(Extracted data entries)
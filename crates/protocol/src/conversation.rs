//! Conversation records as fetched for the chat sidebar

use serde::{Deserialize, Serialize};

/// Conversation kind; fixed at creation
#[derive(Debug, Clone, Copy, PartialEq, Eq, Hash, Serialize, Deserialize)]
#[serde(rename_all = "snake_case")]
pub enum ConversationKind {
    Broadcast,
    Group,
    Direct,
}

/// Approval gate state
#[derive(Debug, Clone, Copy, PartialEq, Eq, Hash, Serialize, Deserialize)]
#[serde(rename_all = "snake_case")]
pub enum ApprovalState {
    Pending,
    Approved,
    Rejected,
}

/// The other participant of a direct conversation
#[derive(Debug, Clone, Default, PartialEq, Eq, Serialize, Deserialize)]
pub struct Counterpart {
    #[serde(default, alias = "full_name")]
    pub display_name: Option<String>,
    #[serde(default, alias = "avatar_url")]
    pub avatar_ref: Option<String>,
}

/// One chat thread with its display and approval state
#[derive(Debug, Clone, PartialEq, Eq, Serialize, Deserialize)]
pub struct ConversationRecord {
    pub id: String,
    #[serde(alias = "type")]
    pub kind: ConversationKind,
    #[serde(default, alias = "name")]
    pub display_name: Option<String>,
    #[serde(default, alias = "avatar_url")]
    pub avatar_ref: Option<String>,
    #[serde(alias = "created_by")]
    pub owner_id: String,
    #[serde(alias = "approval_status")]
    pub approval_state: ApprovalState,
    pub updated_at: String,
    #[serde(default, skip_serializing_if = "Option::is_none")]
    pub last_message_preview: Option<String>,
    #[serde(default, skip_serializing_if = "Option::is_none")]
    pub last_message_at: Option<String>,
    #[serde(default, skip_serializing_if = "Option::is_none")]
    pub unread_count: Option<u32>,
    #[serde(default, alias = "other_user", skip_serializing_if = "Option::is_none")]
    pub counterpart: Option<Counterpart>,
}

impl ConversationRecord {
    pub fn is_pending(&self) -> bool {
        self.approval_state == ApprovalState::Pending
    }

    pub fn is_approved(&self) -> bool {
        self.approval_state == ApprovalState::Approved
    }
}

### PROBLEM DETAILS
The data above should be copied exactly, with no line omitted.

### FINAL ANSWER
filename crates/protocol/src/conversation.rs
//! Conversation records as fetched for the chat sidebar

use serde::{Deserialize, Serialize};

/// Conversation kind; fixed at creation
#[derive(Debug, Clone, Copy, PartialEq, Eq, Hash, Serialize, Deserialize)]
#[serde(rename_all = "snake_case")]
pub enum ConversationKind {
    Broadcast,
    Group,
    Direct,
}

/// Approval gate state
#[derive(Debug, Clone, Copy, PartialEq, Eq, Hash, Serialize, Deserialize)]
#[serde(rename_all = "snake_case")]
pub enum ApprovalState {
    Pending,
    Approved,
    Rejected,
}

/// The other participant of a direct conversation
#[derive(Debug, Clone, Default, PartialEq, Eq, Serialize, Deserialize)]
pub struct Counterpart {
    #[serde(default, alias = "full_name")]
    pub display_name: Option<String>,
    #[serde(default, alias = "avatar_url")]
    pub avatar_ref: Option<String>,
}

/// One chat thread with its display and approval state
#[derive(Debug, Clone, PartialEq, Eq, Serialize, Deserialize)]
pub struct ConversationRecord {
    pub id: String,
    #[serde(alias = "type")]
    pub kind: ConversationKind,
    #[serde(default, alias = "name")]
    pub display_name: Option<String>,
    #[serde(default, alias = "avatar_url")]
    pub avatar_ref: Option<String>,
    #[serde(alias = "created_by")]
    pub owner_id: String,
    #[serde(alias = "approval_status")]
    pub approval_state: ApprovalState,
    pub updated_at: String,
    #[serde(default, skip_serializing_if = "Option::is_none")]
    pub last_message_preview: Option<String>,
    #[serde(default, skip_serializing_if = "Option::is_none")]
    pub last_message_at: Option<String>,
    #[serde(default, skip_serializing_if = "Option::is_none")]
    pub unread_count: Option<u32>,
    #[serde(default, alias = "other_user", skip_serializing_if = "Option::is_none")]
    pub counterpart: Option<Counterpart>,
}

impl ConversationRecord {
    pub fn is_pending(&self) -> bool {
        self.approval_state == ApprovalState::Pending
    }

    pub fn is_approved(&self) -> bool {
        self.approval_state == ApprovalState::Approved
    }
}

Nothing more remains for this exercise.